◆ Task details
The answer must be the full listing, reproduced without any change.

◆ Source material
//! The promise state machine
//!
//! A `Promise` owns a launch body, retry/timeout policy, ordered
//! callback registries (then/catch/progress/close) and a settlement
//! result written at most once. State transitions are monotonic within
//! one retry cycle: INIT → LAUNCH → {RETRY → LAUNCH}* →
//! {RESOLVE | REJECT} → CLOSE. User code is never invoked while a
//! promise lock is held.

use crate::dispatcher::{stage_defaults, Dispatcher};
use crate::error::{panic_message, PromiseError};
use crate::outcome::{Outcome, Payload, Progress};
use crate::{registry, timer};
use std::any::Any;
use std::collections::VecDeque;
use std::fmt;
use std::panic::{catch_unwind, AssertUnwindSafe};
use std::sync::{Arc, Condvar, Mutex, Weak};
use std::time::{Duration, Instant};

type Body = Arc<dyn Fn(&Arc<Promise>) + Send + Sync>;
type ThenHandler = Box<dyn FnOnce(Option<Payload>) -> Result<Option<Payload>, Outcome> + Send>;
type CatchHandler = Box<dyn FnOnce(&Outcome) + Send>;
type ProgressHandler = Arc<dyn Fn(&Progress) + Send + Sync>;
type CloseHandler = Box<dyn FnOnce() + Send>;

#[derive(Debug, Clone, Copy, PartialEq, Eq)]
enum State {
    Init,
    Launch,
    Retry,
    Resolve,
    Reject,
    Close,
}

/// State and registries guarded by the single per-promise lock.
struct Inner {
    state: State,
    retry_limit: u32,
    retry_count: u32,
    timeout: Duration,
    /// Bumped on every timer arm and on close; stale timer entries
    /// carry an older generation and fire as no-ops.
    timer_generation: u64,
    /// True while the body runs inside the launch loop's frame.
    in_body: bool,
    /// Set by resolve/reject during the current launch iteration.
    settled_in_frame: bool,
    /// Body opted out of auto-resolve; completion arrives externally.
    external: bool,
    then_chain: Vec<(Dispatcher, ThenHandler)>,
    catch_chain: Vec<(Dispatcher, CatchHandler)>,
    progress_chain: Vec<(Dispatcher, ProgressHandler)>,
    close_chain: Vec<(Dispatcher, CloseHandler)>,
}
//! Fire-and-forget async blocks
//!
//! [`Async`] runs a fallible closure on its own detached thread and
//! funnels every failure mode, returned errors and panics alike, into a
//! single optional catch handler. Blocking promise waits compose
//! naturally: a `?` on `block_on` inside the block surfaces the
//! rejection, with its promise handle, to the handler.

use crate::error::{panic_message, PromiseError};
use crate::outcome::Outcome;
use crate::promise::Promise;
use std::panic::{catch_unwind, AssertUnwindSafe};
use std::sync::{Arc, Mutex};
use std::thread;

type CatchFn = Box<dyn FnOnce(&Outcome, Option<&Arc<Promise>>) + Send + 'static>;

/// Handle to a spawned async block. Dropping it does not cancel the
/// block; it only abandons the chance to attach a catch handler.
pub struct Async {
    catch: Arc<Mutex<Option<CatchFn>>>,
}

impl Async {
    /// Spawns `func` on a fresh detached thread and returns
    /// immediately.
    ///
    /// When the block returns an error or panics, the failure is routed
    /// to the handler registered with [`Async::on_catch`]; without one
    /// it is logged and dropped. A rejection error also hands the
    /// failed promise to the handler.
    pub fn spawn<F>(func: F) -> Async
    where
        F: FnOnce() -> Result<(), PromiseError> + Send + 'static,
    {
        let catch: Arc<Mutex<Option<CatchFn>>> = Arc::new(Mutex::new(None));
        let cell = Arc::clone(&catch);
        let spawned = thread::Builder::new()
            .name("pledge-async".to_string())
            .spawn(move || {
                let (outcome, promise) = match catch_unwind(AssertUnwindSafe(func)) {
                    Ok(Ok(())) => return,
                    Ok(Err(PromiseError::Rejected { promise, outcome })) => (outcome, promise),
                    Ok(Err(err)) => (Outcome::internal(err.to_string()), None),
                    Err(panic) => (Outcome::internal(panic_message(panic)), None),
                };
                let handler = cell.lock().unwrap().take();
                match handler {
                    Some(handler) => handler(&outcome, promise.as_ref()),
                    None => tracing::warn!(
                        code = %outcome.code(),
                        msg = %outcome.msg(),
                        "unhandled async failure"
                    ),
                }
            });
        if let Err(err) = spawned {
            tracing::warn!(error = %err, "failed to spawn async block");
        }
        Async { catch }
    }

    /// Attaches the failure handler. Register it on the same statement
    /// as [`Async::spawn`]; a block that fails before the handler is in
    /// place falls back to the log path.
    pub fn on_catch<F>(self, func: F) -> Async
    where
        F: FnOnce(&Outcome, Option<&Arc<Promise>>) + Send + 'static,
    {
        *self.catch.lock().unwrap() = Some(Box::new(func));
        self
    }
}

◆ Response to the task
//! The promise state machine
//!
//! A `Promise` owns a launch body, retry/timeout policy, ordered
//! callback registries (then/catch/progress/close) and a settlement
//! result written at most once. State transitions are monotonic within
//! one retry cycle: INIT → LAUNCH → {RETRY → LAUNCH}* →
//! {RESOLVE | REJECT} → CLOSE. User code is never invoked while a
//! promise lock is held.

use crate::dispatcher::{stage_defaults, Dispatcher};
use crate::error::{panic_message, PromiseError};
use crate::outcome::{Outcome, Payload, Progress};
use crate::{registry, timer};
use std::any::Any;
use std::collections::VecDeque;
use std::fmt;
use std::panic::{catch_unwind, AssertUnwindSafe};
use std::sync::{Arc, Condvar, Mutex, Weak};
use std::time::{Duration, Instant};

type Body = Arc<dyn Fn(&Arc<Promise>) + Send + Sync>;
type ThenHandler = Box<dyn FnOnce(Option<Payload>) -> Result<Option<Payload>, Outcome> + Send>;
type CatchHandler = Box<dyn FnOnce(&Outcome) + Send>;
type ProgressHandler = Arc<dyn Fn(&Progress) + Send + Sync>;
type CloseHandler = Box<dyn FnOnce() + Send>;

#[derive(Debug, Clone, Copy, PartialEq, Eq)]
enum State {
    Init,
    Launch,
    Retry,
    Resolve,
    Reject,
    Close,
}

/// State and registries guarded by the single per-promise lock.
struct Inner {
    state: State,
    retry_limit: u32,
    retry_count: u32,
    timeout: Duration,
    /// Bumped on every timer arm and on close; stale timer entries
    /// carry an older generation and fire as no-ops.
    timer_generation: u64,
    /// True while the body runs inside the launch loop's frame.
    in_body: bool,
    /// Set by resolve/reject during the current launch iteration.
    settled_in_frame: bool,
    /// Body opted out of auto-resolve; completion arrives externally.
    external: bool,
    then_chain: Vec<(Dispatcher, ThenHandler)>,
    catch_chain: Vec<(Dispatcher, CatchHandler)>,
    progress_chain: Vec<(Dispatcher, ProgressHandler)>,
    close_chain: Vec<(Dispatcher, CloseHandler)>,
}
//! Fire-and-forget async blocks
//!
//! [`Async`] runs a fallible closure on its own detached thread and
//! funnels every failure mode, returned errors and panics alike, into a
//! single optional catch handler. Blocking promise waits compose
//! naturally: a `?` on `block_on` inside the block surfaces the
//! rejection, with its promise handle, to the handler.

use crate::error::{panic_message, PromiseError};
use crate::outcome::Outcome;
use crate::promise::Promise;
use std::panic::{catch_unwind, AssertUnwindSafe};
use std::sync::{Arc, Mutex};
use std::thread;

type CatchFn = Box<dyn FnOnce(&Outcome, Option<&Arc<Promise>>) + Send + 'static>;

/// Handle to a spawned async block. Dropping it does not cancel the
/// block; it only abandons the chance to attach a catch handler.
pub struct Async {
    catch: Arc<Mutex<Option<CatchFn>>>,
}

impl Async {
    /// Spawns `func` on a fresh detached thread and returns
    /// immediately.
    ///
    /// When the block returns an error or panics, the failure is routed
    /// to the handler registered with [`Async::on_catch`]; without one
    /// it is logged and dropped. A rejection error also hands the
    /// failed promise to the handler.
    pub fn spawn<F>(func: F) -> Async
    where
        F: FnOnce() -> Result<(), PromiseError> + Send + 'static,
    {
        let catch: Arc<Mutex<Option<CatchFn>>> = Arc::new(Mutex::new(None));
        let cell = Arc::clone(&catch);
        let spawned = thread::Builder::new()
            .name("pledge-async".to_string())
            .spawn(move || {
                let (outcome, promise) = match catch_unwind(AssertUnwindSafe(func)) {
                    Ok(Ok(())) => return,
                    Ok(Err(PromiseError::Rejected { promise, outcome })) => (outcome, promise),
                    Ok(Err(err)) => (Outcome::internal(err.to_string()), None),
                    Err(panic) => (Outcome::internal(panic_message(panic)), None),
                };
                let handler = cell.lock().unwrap().take();
                match handler {
                    Some(handler) => handler(&outcome, promise.as_ref()),
                    None => tracing::warn!(
                        code = %outcome.code(),
                        msg = %outcome.msg(),
                        "unhandled async failure"
                    ),
                }
            });
        if let Err(err) = spawned {
            tracing::warn!(error = %err, "failed to spawn async block");
        }
        Async { catch }
    }

    /// Attaches the failure handler. Register it on the same statement
    /// as [`Async::spawn`]; a block that fails before the handler is in
    /// place falls back to the log path.
    pub fn on_catch<F>(self, func: F) -> Async
    where
        F: FnOnce(&Outcome, Option<&Arc<Promise>>) + Send + 'static,
    {
        *self.catch.lock().unwrap() = Some(Box::new(func));
        self
    }
}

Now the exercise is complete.